I’ve deliberately avoided commenting on the riots so far because, well, there isn’t really anything I can say that hasn’t already been said. So this isn’t so much a comment as a vaguely linked set of observations. But there are a few things which seem to me to be worth saying, anyway.
The police were in a no-win situation to begin with. Had they gone in hard on the first night of rioting, then it almost certainly wouldn’t have spread on subsequent nights. Instead, we’d now be involved in yet another debate about police over-reaction with plenty of ammunition for those who accuse the police of using excessive force. In the long run, there may be a political benefit for the police in that we now know what happens when they choose to stand off instead of responding firmly, so there should be more understanding of the difficult decisions they face in future. Not that that will be any consolation to the friends and family of those who died in the riots, of course, or the business owners and their employees who have lost their livelihoods.
Nevertheless, there are still questions to be asked of the police. This is the same force, remember, that is still embroiled in the News International corruption scandal. Although those on the front line in the riots are not the same as those who have been colluding with sleazy journalists, they all come under the same command. Call me cynical, but I have half a mind to wonder if the decision to avoid rigorous intervention immediately was at least partly prompted by a feeling that there’s no point putting their necks out for politicians who won’t back them. And, although I’m pretty sure that the shooting of Mark Duggan was itself justified, there does seem to have been a real failure to communicate properly with his family in the aftermath.
Equally, senior government politicians had little to gain and a lot to lose. I’m sure that nobody really believes that either David Cameron or Boris Johnson could make the slightest bit of difference by cutting short their holidays earlier, but by not doing so they gave plenty of openings for cynical political opportunism by their opponents. Had they come straight back on the first night, of course, they would have been accused of interfering in operational decisions and trying to hog the limelight. And, having stepped into the action, there’s the usual difficulty of trying to avoid kneejerk reactions while at the same time giving the impression of being decisive. Some of the suggestions made in the immediate wake of the riots, such as blocking Twitter, are truly stupid, but when faced with a baying mob willing to sign semi-literate and entirely impractical petitions the politicians were almost forced into generating soundbites of their own.

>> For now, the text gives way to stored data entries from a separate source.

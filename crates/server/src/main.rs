//! tock-server: timer scheduling service.
//!
//! Serves the timer API, consumes module lifecycle events from the
//! in-process queue, and fires timer callbacks from the local engine.

use clap::Parser;
use tracing::info;

use tock_server::{build_router, App, StoreChoice};

// ── CLI ─────────────────────────────────────────────────────────────

/// Timer scheduling service.
#[derive(Parser, Debug)]
#[command(name = "tock-server", version, about)]
struct Cli {
    /// Timer store backend.
    #[arg(long, env = "TOCK_STORE", value_enum, default_value_t = StoreChoice::Auto)]
    store: StoreChoice,

    /// Override the configured listen port.
    #[arg(long)]
    port: Option<u16>,

    /// Skip re-registering stored timers at start.
    #[arg(long, env = "TOCK_SKIP_REBUILD", default_value_t = false)]
    skip_rebuild: bool,
}

// ── main ────────────────────────────────────────────────────────────

#[tokio::main]
async fn main() -> anyhow::Result<()> {
    tracing_subscriber::fmt()
        .with_env_filter(
            tracing_subscriber::EnvFilter::try_from_default_env()
                .unwrap_or_else(|_| tracing_subscriber::EnvFilter::new("info")),
        )
        .init();

    let cli = Cli::parse();

    tock_core::config::load_dotenv();
    let mut config = tock_core::Config::from_env();
    if let Some(port) = cli.port {
        config.server.port = port;
    }
    config.log_summary();

    let mut app = App::build(&config, cli.store).await?;
    if !cli.skip_rebuild {
        app.rebuild_triggers().await?;
    }
    let listener_task = app.spawn_listener();

    let router = build_router(app.state.clone(), &config.server.cors_origin);
    let addr = format!("{}:{}", config.server.host, config.server.port);
    let listener = tokio::net::TcpListener::bind(&addr).await?;
    info!("Server listening on http://{}", addr);

    axum::serve(listener, router)
        .with_graceful_shutdown(async {
            tokio::signal::ctrl_c().await.ok();
            info!("shutdown signal received");
        })
        .await?;

    if let Some(task) = listener_task {
        task.abort();
    }
    app.state.engine.shutdown().await;
    info!("tock-server exited cleanly");

    Ok(())
}
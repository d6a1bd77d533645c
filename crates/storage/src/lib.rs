//! Tenant-scoped persistence for timer records.
//!
//! [`TimerStore`] is the boundary the registry talks to. Two backends:
//! - [`InMemoryTimerStore`] for tests and database-less runs
//! - [`PgTimerStore`] with one schema per tenant

pub mod error;
pub mod memory;
pub mod postgres;
pub mod store;

pub use error::StoreError;
pub use memory::InMemoryTimerStore;
pub use postgres::PgTimerStore;
pub use store::{Page, TimerStore};
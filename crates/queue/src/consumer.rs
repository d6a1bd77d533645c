//! Queue consumer trait and types.

use std::fmt;
use std::sync::Arc;

use async_trait::async_trait;
use chrono::{DateTime, Utc};
use serde::{Deserialize, Serialize};

use crate::error::QueueError;

/// A raw message received from a queue.
#[derive(Debug, Clone, Serialize, Deserialize)]
pub struct QueueMessage {
    /// Unique message identifier from the queue provider.
    pub id: String,
    /// Raw message body (JSON string).
    pub body: String,
    /// Provider-specific handle for ack/nack.
    pub receipt_handle: String,
    /// When the message was enqueued.
    pub timestamp: DateTime<Utc>,
    /// Number of times this message has been received.
    pub attempt_count: u32,
}

/// Health status of a queue connection.
#[derive(Debug, Clone, Serialize)]
pub struct QueueHealth {
    pub connected: bool,
    /// Messages waiting plus messages in flight.
    pub approximate_message_count: Option<u64>,
    pub provider: String,
}

impl fmt::Display for QueueHealth {
    fn fmt(&self, f: &mut fmt::Formatter<'_>) -> fmt::Result {
        write!(
            f,
            "QueueHealth {{ connected: {}, messages: {:?}, provider: {} }}",
            self.connected, self.approximate_message_count, self.provider
        )
    }
}

/// Trait for queue consumer backends.
///
/// Delivery is at-least-once: a message that is neither acked nor nacked may
/// be redelivered, and a nacked message always is.
#[async_trait]
pub trait QueueConsumer: Send + Sync {
    /// Poll up to `max_messages`. Returns an empty vec if none are available.
    async fn poll_batch(&self, max_messages: u32) -> Result<Vec<QueueMessage>, QueueError>;

    /// Acknowledge successful processing; the message is gone for good.
    async fn ack(&self, receipt_handle: &str) -> Result<(), QueueError>;

    /// Return the message to the queue for redelivery.
    async fn nack(&self, receipt_handle: &str) -> Result<(), QueueError>;

    async fn health_check(&self) -> Result<QueueHealth, QueueError>;
}

#[async_trait]
impl<T: QueueConsumer + ?Sized> QueueConsumer for Arc<T> {
    async fn poll_batch(&self, max_messages: u32) -> Result<Vec<QueueMessage>, QueueError> {
        (**self).poll_batch(max_messages).await
    }

    async fn ack(&self, receipt_handle: &str) -> Result<(), QueueError> {
        (**self).ack(receipt_handle).await
    }

    async fn nack(&self, receipt_handle: &str) -> Result<(), QueueError> {
        (**self).nack(receipt_handle).await
    }

    async fn health_check(&self) -> Result<QueueHealth, QueueError> {
        (**self).health_check().await
    }
}
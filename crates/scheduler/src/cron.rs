//! Cron translation from standard 5-field expressions to the engine's 7-field form.
//!
//! Module descriptors use Unix cron: `min hour day-of-month month day-of-week`,
//! with Sunday as 0. The engine wants `sec min hour day-of-month month day-of-week year`
//! with Sunday as 1 and `?` in exactly one of the two day fields. Expressions that
//! already have 6 or 7 fields are taken as engine form and only validated.

use std::str::FromStr;

use thiserror::Error;

#[derive(Debug, Clone, PartialEq, Eq, Error)]
pub enum CronError {
    #[error("invalid cron expression '{expression}': {reason}")]
    InvalidExpression { expression: String, reason: String },
}

/// Translate `expr` into the engine's cron form.
///
/// The result is guaranteed to parse with [`parse_schedule`].
pub fn translate(expr: &str) -> Result<String, CronError> {
    let trimmed = expr.trim();
    let fields: Vec<&str> = trimmed.split_whitespace().collect();
    let engine_form = match fields.len() {
        5 => from_unix(&fields).map_err(|reason| invalid(expr, reason))?,
        6 | 7 => trimmed.to_string(),
        n => {
            return Err(invalid(
                expr,
                format!("expected 5, 6 or 7 fields, got {n}"),
            ))
        }
    };
    parse_schedule(&engine_form).map_err(|e| match e {
        CronError::InvalidExpression { reason, .. } => invalid(expr, reason),
    })?;
    Ok(engine_form)
}

/// Parse an engine-form expression. `?` (no specific value) evaluates like `*`.
pub fn parse_schedule(expression: &str) -> Result<::cron::Schedule, CronError> {
    if let Some(field) = expression.split_whitespace().find(|f| has_zero_step(f)) {
        return Err(invalid(expression, format!("zero step in '{field}'")));
    }
    let normalized = expression.replace('?', "*");
    ::cron::Schedule::from_str(&normalized).map_err(|e| invalid(expression, e.to_string()))
}

fn has_zero_step(field: &str) -> bool {
    field
        .split(',')
        .filter_map(|atom| atom.split_once('/'))
        .any(|(_, step)| step.parse::<u32>() == Ok(0))
}

fn invalid(expr: &str, reason: impl Into<String>) -> CronError {
    CronError::InvalidExpression {
        expression: expr.to_string(),
        reason: reason.into(),
    }
}

fn from_unix(fields: &[&str]) -> Result<String, String> {
    let (minute, hour, dom, month, dow) = (fields[0], fields[1], fields[2], fields[3], fields[4]);
    let dom_any = dom == "*" || dom == "?";
    let dow_any = dow == "*" || dow == "?";

    let (dom, dow) = if dow_any {
        let dom = if dom == "?" { "*".to_string() } else { dom.to_string() };
        (dom, "?".to_string())
    } else if dom_any {
        ("?".to_string(), shift_day_of_week(dow)?)
    } else {
        (dom.to_string(), shift_day_of_week(dow)?)
    };

    Ok(format!("0 {minute} {hour} {dom} {month} {dow} *"))
}

/// Renumber day-of-week values from Sunday=0 (or 7) to Sunday=1.
fn shift_day_of_week(field: &str) -> Result<String, String> {
    let mut atoms = Vec::new();
    for atom in field.split(',') {
        let (range_part, step) = match atom.split_once('/') {
            Some((r, s)) => (r, Some(s)),
            None => (atom, None),
        };
        let shifted = match range_part.split_once('-') {
            _ if range_part == "*" => range_part.to_string(),
            Some((lo, hi)) => match (lo.parse::<u32>(), hi.parse::<u32>()) {
                (Ok(lo), Ok(hi)) => {
                    let (lo, hi) = (shift_day(lo), shift_day(hi));
                    if hi < lo {
                        if step.is_some() {
                            return Err(format!("unsupported day-of-week range with step: '{atom}'"));
                        }
                        atoms.push(format!("{lo}-7"));
                        atoms.push(if hi == 1 { "1".to_string() } else { format!("1-{hi}") });
                        continue;
                    }
                    format!("{lo}-{hi}")
                }
                _ => range_part.to_string(),
            },
            None => match range_part.parse::<u32>() {
                Ok(n) => shift_day(n).to_string(),
                Err(_) => range_part.to_string(),
            },
        };
        match step {
            Some(s) => atoms.push(format!("{shifted}/{s}")),
            None => atoms.push(shifted),
        }
    }
    Ok(atoms.join(","))
}

fn shift_day(n: u32) -> u32 {
    n % 7 + 1
}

Opposition politicians faced a different problem. Their internal electorate won’t stand for them outflanking the coalition from the right, but public opinion won’t support them taking a softer line. Ed Miliband managed to avoid any obvious mistakes, but that simply cost him the headlines. Harriet Harman, by contrast, fell straight into the usual left-wing heffalump trap and ended up looking ridiculous. The most effective, and relevant, comments came from those who genuinely know the area, such as David Lammy.
David Starkey made some pretty stupid comments, and has been widely vilified for them. But it’s interesting how much opprobrium has been heaped on him by people who clearly haven’t either watched the interview or made any attempt to comprehend what he was trying to say. His biggest mistake was not to realise that he was talking to the popular media, rather than a class of postgraduates.

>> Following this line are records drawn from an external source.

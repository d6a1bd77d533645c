//! Callback delivery for fired timers.
//!
//! This crate provides:
//! - [`CallbackExecutor`]: the engine's job handler; re-reads the timer and
//!   performs its HTTP call
//! - [`TokenProvider`] with static and HTTP-backed implementations
//! - [`HttpMethod`]: the closed set of methods a timer may use

pub mod error;
pub mod executor;
pub mod method;
pub mod token;

pub use error::{CallbackError, TokenError};
pub use executor::{CallbackExecutor, CallbackOutcome};
pub use method::HttpMethod;
pub use token::{token_provider_from_config, HttpTokenProvider, StaticTokenProvider, TokenProvider};
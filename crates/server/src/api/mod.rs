//! HTTP handlers.
//!
//! Every tenant-scoped route reads the tenant from `x-tenant` and the acting
//! user from `x-user-id`.

mod events;
mod health;
mod tenant;
mod timers;

pub use events::events_publish;
pub use health::health;
pub use tenant::{tenant_init, tenant_teardown};
pub use timers::{timers_create, timers_delete, timers_get, timers_list, timers_update};

use axum::extract::FromRequestParts;
use axum::http::request::Parts;
use axum::http::StatusCode;
use axum::Json;
use serde::Serialize;
use uuid::Uuid;

use tock_core::TenantContext;
use tock_registry::RegistryError;

pub const TENANT_HEADER: &str = "x-tenant";
pub const USER_ID_HEADER: &str = "x-user-id";
pub const REQUEST_ID_HEADER: &str = "x-request-id";

#[derive(Debug, Serialize)]
pub struct ErrorResponse {
    pub error: String,
}

// ── Type alias ──────────────────────────────────────────────────

pub(crate) type ApiError = (StatusCode, Json<ErrorResponse>);
pub(crate) type ApiResult<T> = Result<T, ApiError>;

// ── Helpers ─────────────────────────────────────────────────────

pub(crate) fn bad_request(msg: impl Into<String>) -> ApiError {
    (
        StatusCode::BAD_REQUEST,
        Json(ErrorResponse { error: msg.into() }),
    )
}

pub(crate) fn registry_error(ctx: &TenantContext, e: RegistryError) -> ApiError {
    let status = StatusCode::from_u16(e.status_code()).unwrap_or(StatusCode::INTERNAL_SERVER_ERROR);
    let error = if e.is_table_missing() {
        format!("tenant {} is not provisioned", ctx.tenant())
    } else {
        e.to_string()
    };
    if status.is_server_error() {
        tracing::error!(tenant = %ctx.tenant(), error = %e, "request failed");
    }
    (status, Json(ErrorResponse { error }))
}

// ── Tenant extractor ────────────────────────────────────────────

/// Tenant context built from request headers.
pub struct Tenant(pub TenantContext);

impl<S: Send + Sync> FromRequestParts<S> for Tenant {
    type Rejection = ApiError;

    async fn from_request_parts(parts: &mut Parts, _state: &S) -> Result<Self, Self::Rejection> {
        let header = |name: &str| {
            parts
                .headers
                .get(name)
                .and_then(|v| v.to_str().ok())
                .map(str::trim)
                .filter(|v| !v.is_empty())
        };

        let tenant = header(TENANT_HEADER)
            .ok_or_else(|| bad_request(format!("missing {TENANT_HEADER} header")))?;
        let mut ctx = TenantContext::new(tenant).map_err(|e| bad_request(e.to_string()))?;

        if let Some(raw) = header(USER_ID_HEADER) {
            let user_id = Uuid::parse_str(raw)
                .map_err(|_| bad_request(format!("invalid {USER_ID_HEADER} header: {raw}")))?;
            ctx = ctx.with_user(Some(user_id));
        }
        if let Some(request_id) = header(REQUEST_ID_HEADER) {
            ctx = ctx.with_request_id(request_id);
        }
        Ok(Tenant(ctx))
    }
}
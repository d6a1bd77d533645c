use std::sync::Arc;

use axum::extract::State;
use axum::Json;
use serde::Serialize;

use tock_queue::QueueConsumer;

use crate::state::AppState;

#[derive(Serialize)]
pub struct HealthResponse {
    pub status: &'static str,
    pub version: &'static str,
    pub store: &'static str,
    pub scheduled_jobs: usize,
    pub queue: String,
}

pub async fn health(State(state): State<Arc<AppState>>) -> Json<HealthResponse> {
    let queue = match state.queue.health_check().await {
        Ok(h) => h.to_string(),
        Err(e) => format!("error: {e}"),
    };
    Json(HealthResponse {
        status: "ok",
        version: env!("CARGO_PKG_VERSION"),
        store: state.store_kind,
        scheduled_jobs: state.engine.job_count().await,
        queue,
    })
}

Jody McIntyre, on the other hand, knew exactly what he was doing when he tried to encourage more rioting. Unlike Starkey, McIntyre wasn’t being stupid, he was just being evil. And, if McIntyre isn’t prosecuted for this, then it makes the conviction of Paul Chambers even more unsustainable.
As for my own opinions on what to do next, I don’t really have any. I’m as angry with the rioters as the next person, but on the other hand I’m not stupid enough to think we can solve the problem by withdrawing benefits or other kneejerk responses. I don’t believe the police are perfect, but I do think that they deserve our support when dealing with criminals – and that includes the likes of Mark Duggan, who was carrying a gun when he was shot. Having said that, I’m inclined to agree with those who, like David Lammy, point the finger at a combination of absent fathers, a consumer culture “fixated on the brands we wear, not who we are and what we achieve” and an increasingly influential criminal underclass.
Maybe this will be a wake-up call for the UK. After focussing our gaze on external threats from the likes of al Queda and the (largely imaginary) menace from so-called Islamisation of the UK, it’s a salutary reminder that our biggest problems are home-grown. Don’t be misled by the fact that a majority of those involved in the riots were black; this is not a race issue – the problem is not that, as David Starkey puts it, that the whites have become black, it’s that both black and white have become divorced from the values of their forebears. And the reason for that divorce, like so many, is when people are seduced by the allure of what they don’t have and start to believe that all they have to do to be happy is take it.